甘口辛口

イジメの病理(1)

2006/11/16(木) 午後 1:28
徴兵され、短期間の訓練を経て、各地の部隊に配属されてみると、日本の軍隊がいかに低俗であるか身にしみて分かった。内務班で起居する兵隊のすべてが悪いのではない。本当に悪質なのは数名の古兵に過ぎないのだが、こういう兵隊が新兵をいじめたり、自堕落な行動をするのをほかの兵隊が黙って放置している点がまずいのである。

つまり「程度の悪い」兵隊の行動を誰も制止しようとしないから、内務班全体の空気が低俗になるのだ。いじめが横行する教室も同じで、40人生徒がいても、積極的に弱い者いじめをする生徒は数人でしかない。だが、それを残りの級友が傍観しているため、教室の空気が悪くなる。仲間のいじめ行動を放置しているクラスは堕落し、一歩クラスに足を踏み入れたら直ぐにその臭いを感じ取れるほど低俗な学級になってしまう。そして、こうした低俗なクラスが日本の学校には、数多く存在するのだ。

韓国でも子供の自殺が社会問題になっていて、自殺する生徒数を人口割りにしてみると日本の4倍にもなるそうである。韓国に比べて、日本の自殺数が小規模にとどまっているのは、いじめ実行者以外の多数生徒が傍観的態度をとり、積極的にいじめに参加しないからではなかろうか。クラス全員がいじめに参加したら、自殺者の数はもっと増えるはずである。

(韓国人は、その時々に全員一致になる傾向がある。韓国で在任中に権勢をふるっていた大統領が、退任後に逮捕されるという例が続いたのも、このためだろう)

日本の子供たちの多くは、アクティブ・メンバーが弱い者いじめをするのを面白がって見てはいても、自分でいじめに加わることはない。日本の兵隊たちが、新兵いじめを面白がって眺めていても、自分で積極的にそれに参加することがなかったのと同様である。

では、軍隊や学級で多くのメンバーが傍観者にまわり、アクティブ・メンバーの行き過ぎを制止しようとしないのはなぜだろうか。──多数の側に所属していないと安心できないという日本人独特の習性のためなのだ。

いじめを傍観しているのは、多数の側につくためなのである。内心でいじめの光景を見るに堪えないと思っても、下手に被害者を弁護すれば、少数派に転落してしまうから黙っている。日本の学校に通う生徒たちが一番恐れているのは、仲間の輪からこぼれ落ちてしまうことなのである。

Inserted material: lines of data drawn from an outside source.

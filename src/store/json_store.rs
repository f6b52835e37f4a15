use crate::error::{Error, Result};
use crate::models::candidate::{Candidate, ScheduleData};
use std::path::PathBuf;
use tokio::fs;

/// Repository over the single JSON document holding candidates and slots.
///
/// Every operation is a whole-document read-modify-write with last-writer-wins
/// semantics. There is deliberately no lock and no version check: the store is
/// also written by the external call-outcome processor, and the documented
/// behavior is that concurrent writers overwrite each other wholesale.
/// Call sites only see this type, so the file-backed strategy can be swapped
/// out without touching handlers.
#[derive(Clone)]
pub struct ScheduleStore {
    path: PathBuf,
}

impl ScheduleStore {
    pub fn new(path: impl Into<PathBuf>) -> Self {
        Self { path: path.into() }
    }

    pub fn path(&self) -> &std::path::Path {
        &self.path
    }

    pub async fn load(&self) -> Result<ScheduleData> {
        let raw = fs::read_to_string(&self.path).await?;
        let data = serde_json::from_str(&raw)?;
        Ok(data)
    }

    /// Rewrites the whole document, pretty-printed to match what the other
    /// writers of this file produce.
    pub async fn save(&self, data: &ScheduleData) -> Result<()> {
        let raw = serde_json::to_string_pretty(data)?;
        fs::write(&self.path, raw).await?;
        Ok(())
    }

    pub async fn get_candidate(&self, id: i64) -> Result<Candidate> {
        let data = self.load().await?;
        data.candidates
            .into_iter()
            .find(|c| c.id == id)
            .ok_or_else(|| Error::NotFound("Candidate not found".to_string()))
    }

    /// Replaces the candidate with the same id, or appends when new.
    pub async fn upsert_candidate(&self, candidate: Candidate) -> Result<()> {
        let mut data = self.load().await?;
        match data.candidates.iter_mut().find(|c| c.id == candidate.id) {
            Some(existing) => *existing = candidate,
            None => data.candidates.push(candidate),
        }
        self.save(&data).await
    }

    pub async fn delete_candidate(&self, id: i64) -> Result<Candidate> {
        let mut data = self.load().await?;
        let pos = data
            .candidates
            .iter()
            .position(|c| c.id == id)
            .ok_or_else(|| Error::NotFound("Candidate not found".to_string()))?;
        let removed = data.candidates.remove(pos);
        self.save(&data).await?;
        Ok(removed)
    }

    pub async fn list_candidates(&self) -> Result<Vec<Candidate>> {
        Ok(self.load().await?.candidates)
    }

    /// Next candidate id: max existing id + 1, starting at 1 on an empty store.
    pub fn next_id(data: &ScheduleData) -> i64 {
        data.candidates.iter().map(|c| c.id).max().unwrap_or(0) + 1
    }
}

#[cfg(test)]
mod tests {
    use super::*;
    use crate::models::candidate::{AvailableSlot, InterviewSlot};

    fn slot(date: &str, time: &str) -> InterviewSlot {
        InterviewSlot {
            date: date.to_string(),
            time: time.to_string(),
            day: "Monday".to_string(),
            datetime: format!("{} at {}", date, time),
        }
    }

    fn candidate(id: i64, name: &str) -> Candidate {
        Candidate {
            id,
            name: name.to_string(),
            phone: "+15550100".to_string(),
            email: format!("{}@example.com", name.to_lowercase()),
            position: "Engineer".to_string(),
            status: "pending".to_string(),
            scheduled_interview: slot("2024-01-10", "10:00"),
            original_interview: None,
            rescheduling_slots: None,
            application_date: "2024-01-01".to_string(),
        }
    }

    fn temp_store() -> ScheduleStore {
        let path = std::env::temp_dir().join(format!("schedule-{}.json", uuid::Uuid::new_v4()));
        ScheduleStore::new(path)
    }

    async fn seeded_store() -> ScheduleStore {
        let store = temp_store();
        let data = ScheduleData {
            candidates: vec![candidate(1, "Alice"), candidate(2, "Bob")],
            available_slots: vec![AvailableSlot {
                id: 1,
                date: "2024-01-12".to_string(),
                time: "14:00".to_string(),
                day: "Friday".to_string(),
                datetime: "2024-01-12 at 14:00".to_string(),
            }],
        };
        store.save(&data).await.unwrap();
        store
    }

    #[tokio::test]
    async fn round_trips_document_and_finds_candidates() {
        let store = seeded_store().await;
        let data = store.load().await.unwrap();
        assert_eq!(data.candidates.len(), 2);
        assert_eq!(data.available_slots.len(), 1);

        let alice = store.get_candidate(1).await.unwrap();
        assert_eq!(alice.name, "Alice");
        assert!(store.get_candidate(99).await.is_err());
    }

    #[tokio::test]
    async fn upsert_replaces_existing_and_appends_new() {
        let store = seeded_store().await;

        let mut alice = store.get_candidate(1).await.unwrap();
        alice.status = "calling".to_string();
        store.upsert_candidate(alice).await.unwrap();
        assert_eq!(store.get_candidate(1).await.unwrap().status, "calling");

        store.upsert_candidate(candidate(3, "Cara")).await.unwrap();
        assert_eq!(store.list_candidates().await.unwrap().len(), 3);
    }

    #[tokio::test]
    async fn delete_removes_exactly_one_record() {
        let store = seeded_store().await;
        let removed = store.delete_candidate(1).await.unwrap();
        assert_eq!(removed.name, "Alice");

        let data = store.load().await.unwrap();
        assert_eq!(data.candidates.len(), 1);
        assert_eq!(data.candidates[0].id, 2);
        // Slots are untouched by candidate deletion.
        assert_eq!(data.available_slots.len(), 1);

        assert!(store.delete_candidate(1).await.is_err());
    }

    #[tokio::test]
    async fn absent_optional_fields_stay_absent_on_rewrite() {
        let store = seeded_store().await;
        let data = store.load().await.unwrap();
        store.save(&data).await.unwrap();

        let raw = tokio::fs::read_to_string(store.path()).await.unwrap();
        assert!(!raw.contains("originalInterview"));
        assert!(!raw.contains("reschedulingSlots"));
    }

    #[test]
    fn next_id_is_max_plus_one() {
        let data = ScheduleData {
            candidates: vec![candidate(7, "Alice"), candidate(3, "Bob")],
            available_slots: vec![],
        };
        assert_eq!(ScheduleStore::next_id(&data), 8);

        let empty = ScheduleData {
            candidates: vec![],
            available_slots: vec![],
        };
        assert_eq!(ScheduleStore::next_id(&empty), 1);
    }
}
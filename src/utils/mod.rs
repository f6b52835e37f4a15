pub mod backend_url;
use crate::models::candidate::{AvailableSlot, Candidate};
use std::collections::HashMap;

/// Maximum alternatives offered when a candidate has no assigned slots.
const FALLBACK_SLOT_LIMIT: usize = 3;

/// Computes the reschedule alternatives quoted to a candidate during a call.
///
/// When the candidate has assigned `reschedulingSlots`, each id is resolved
/// against the slot list (first occurrence wins), unknown ids are dropped, and
/// any slot matching the currently scheduled datetime is excluded so a
/// candidate is never offered the time they already hold. The candidate's
/// listed order is preserved, duplicates included.
///
/// Without assigned slots, the fallback is the slot list in store order minus
/// the current datetime, capped at three entries.
pub fn alternative_slots(candidate: &Candidate, slots: &[AvailableSlot]) -> Vec<String> {
    let current = candidate.scheduled_interview.datetime.as_str();

    match candidate.rescheduling_slots.as_deref() {
        Some(assigned) if !assigned.is_empty() => {
            let mut by_id: HashMap<i64, &AvailableSlot> = HashMap::new();
            for slot in slots {
                by_id.entry(slot.id).or_insert(slot);
            }

            assigned
                .iter()
                .filter_map(|id| by_id.get(id))
                .filter(|slot| slot.datetime != current)
                .map(|slot| slot.datetime.clone())
                .collect()
        }
        _ => slots
            .iter()
            .filter(|slot| slot.datetime != current)
            .take(FALLBACK_SLOT_LIMIT)
            .map(|slot| slot.datetime.clone())
            .collect(),
    }
}
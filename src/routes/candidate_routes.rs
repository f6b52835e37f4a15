use crate::dto::dashboard_dto::{
    AddCandidatePayload, SlotsQuery, UpdateReschedulingSlotsPayload,
};
use crate::error::{Error, Result};
use crate::models::candidate::{status, Candidate};
use crate::store::json_store::ScheduleStore;
use crate::AppState;
use axum::{
    extract::{Path, Query, State},
    http::header,
    response::IntoResponse,
    Json,
};
use serde_json::json;
use std::collections::HashMap;
use validator::Validate;

/// `GET /api/candidates`: the whole store document. The dashboard polls this
/// endpoint continuously, so the response is marked uncacheable.
pub async fn list_candidates(State(state): State<AppState>) -> Result<impl IntoResponse> {
    let data = state.store.load().await.map_err(|e| {
        tracing::error!(error = ?e, "Error reading candidates store");
        Error::Internal("Failed to fetch candidates".to_string())
    })?;

    let mut status_counts: HashMap<&str, usize> = HashMap::new();
    for candidate in &data.candidates {
        *status_counts.entry(candidate.status.as_str()).or_default() += 1;
    }
    tracing::info!(candidates = data.candidates.len(), ?status_counts, "Serving candidate list");

    let headers = [
        (
            header::CACHE_CONTROL,
            "no-store, no-cache, must-revalidate, proxy-revalidate",
        ),
        (header::PRAGMA, "no-cache"),
        (header::EXPIRES, "0"),
    ];
    Ok((headers, Json(data)))
}

/// `GET /api/available-slots?exclude=<datetime>`: slot list, optionally
/// dropping exact-string matches on `datetime`.
pub async fn available_slots(
    State(state): State<AppState>,
    Query(query): Query<SlotsQuery>,
) -> Result<impl IntoResponse> {
    let data = state.store.load().await.map_err(|e| {
        tracing::error!(error = ?e, "Error reading slots from store");
        Error::Internal("Failed to fetch available slots".to_string())
    })?;

    let mut slots = data.available_slots;
    if let Some(exclude) = query.exclude.filter(|e| !e.is_empty()) {
        slots.retain(|slot| slot.datetime != exclude);
    }

    Ok(Json(json!({ "success": true, "slots": slots })))
}

/// `POST /api/candidate/add`
pub async fn add_candidate(
    State(state): State<AppState>,
    Json(payload): Json<AddCandidatePayload>,
) -> Result<impl IntoResponse> {
    payload.validate()?;

    let mut data = state.store.load().await?;
    let id = ScheduleStore::next_id(&data);

    let candidate = Candidate {
        id,
        name: payload.name,
        phone: payload.phone,
        email: payload.email,
        position: payload.position,
        status: status::PENDING.to_string(),
        scheduled_interview: payload.scheduled_interview,
        original_interview: None,
        rescheduling_slots: Some(payload.rescheduling_slots.unwrap_or_default()),
        application_date: payload
            .application_date
            .unwrap_or_else(|| chrono::Local::now().format("%Y-%m-%d").to_string()),
    };
    tracing::info!(id, name = %candidate.name, "Adding candidate");

    data.candidates.push(candidate);
    state.store.save(&data).await?;

    Ok(Json(json!({
        "success": true,
        "message": "Candidate added successfully",
        "candidate_id": id,
    })))
}

/// `DELETE /api/candidate/:id`
pub async fn delete_candidate(
    State(state): State<AppState>,
    Path(id): Path<i64>,
) -> Result<impl IntoResponse> {
    let removed = state.store.delete_candidate(id).await?;
    tracing::info!(id, name = %removed.name, "Deleted candidate");

    Ok(Json(json!({
        "success": true,
        "message": format!("Candidate {} deleted successfully", removed.name),
    })))
}

/// `POST /api/candidate/:id/reset`: back to `pending`, with any leftover
/// `originalInterview` stripped so the record is indistinguishable from a
/// freshly added candidate. Assigned rescheduling slots are recruiter
/// configuration, not a reschedule artifact, and survive the reset.
pub async fn reset_candidate(
    State(state): State<AppState>,
    Path(id): Path<i64>,
) -> Result<impl IntoResponse> {
    let mut candidate = state.store.get_candidate(id).await?;
    let old_status = candidate.status.clone();

    candidate.status = status::PENDING.to_string();
    candidate.original_interview = None;
    state.store.upsert_candidate(candidate).await?;
    tracing::info!(id, %old_status, "Reset candidate status to pending");

    Ok(Json(json!({
        "success": true,
        "message": format!("Candidate {} status reset to pending", id),
    })))
}

/// `POST /api/reset-statuses`: bulk reset of every candidate.
pub async fn reset_all_statuses(State(state): State<AppState>) -> Result<impl IntoResponse> {
    let mut data = state.store.load().await?;

    let mut reset_count = 0;
    for candidate in &mut data.candidates {
        if candidate.status != status::PENDING {
            candidate.status = status::PENDING.to_string();
            reset_count += 1;
        }
        candidate.original_interview = None;
    }
    state.store.save(&data).await?;
    tracing::info!(reset_count, "Reset candidate statuses to pending");

    Ok(Json(json!({
        "success": true,
        "message": format!("Reset {} candidate statuses to pending", reset_count),
        "reset_count": reset_count,
    })))
}

/// `PUT /api/candidate/:id/rescheduling-slots`: replaces the candidate's
/// assigned alternatives. Ids must exist in `availableSlots`; duplicates are
/// accepted as sent.
pub async fn update_rescheduling_slots(
    State(state): State<AppState>,
    Path(id): Path<i64>,
    Json(payload): Json<UpdateReschedulingSlotsPayload>,
) -> Result<impl IntoResponse> {
    let mut data = state.store.load().await?;

    let pos = data
        .candidates
        .iter()
        .position(|c| c.id == id)
        .ok_or_else(|| Error::NotFound("Candidate not found".to_string()))?;

    let invalid: Vec<i64> = payload
        .rescheduling_slots
        .iter()
        .copied()
        .filter(|slot_id| !data.available_slots.iter().any(|s| s.id == *slot_id))
        .collect();
    if !invalid.is_empty() {
        return Err(Error::BadRequest(format!("Invalid slot IDs: {:?}", invalid)));
    }

    data.candidates[pos].rescheduling_slots = Some(payload.rescheduling_slots.clone());

    state.store.save(&data).await?;
    tracing::info!(id, slots = ?payload.rescheduling_slots, "Updated rescheduling slots");

    Ok(Json(json!({
        "success": true,
        "message": format!("Rescheduling slots updated for candidate {}", id),
        "reschedulingSlots": payload.rescheduling_slots,
    })))
}
pub mod candidate;
pub mod json_store;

生徒たちが、多数に帰属すべく努力するのは、多数が正しいと思っているからではない。多少の疑問を感じても、孤立することを恐れて本能的に多数の側についてしまうのだ。これはいじめを積極的に行っているアクティブ・メンバーにも共通する心理で、彼らは多数の意志を代弁しているつもりで「うざい生徒」や自己中心的な仲間を攻撃する。彼らは級友のために行動していると思っているから、つねに自信満々なのである。従って、いじめのアクティブ・メンバーを「熱い多数派」、傍観するクラスメートを「生ぬるい多数派」と定義してもいいかもしれない。

いろいろ問題を含みながら、わが国の自民党がどの先進国にも類例がないほど長期政権を維持しているのも、常に多数の側についていたいという日本人の習性によることが大きい。わが日本国は、「生ぬるい多数派」によって形成された国家なのである。

ことあれば多数に隷属してしまう日本人の悪癖を直すためには、一人一人が人類共通の公理というべき普遍的なモラル=ヒューマニズムを身につける必要がある。いま学校に必要なのは、愛国心教育ではなく、ヒューマニズムに基づく教育なのだ。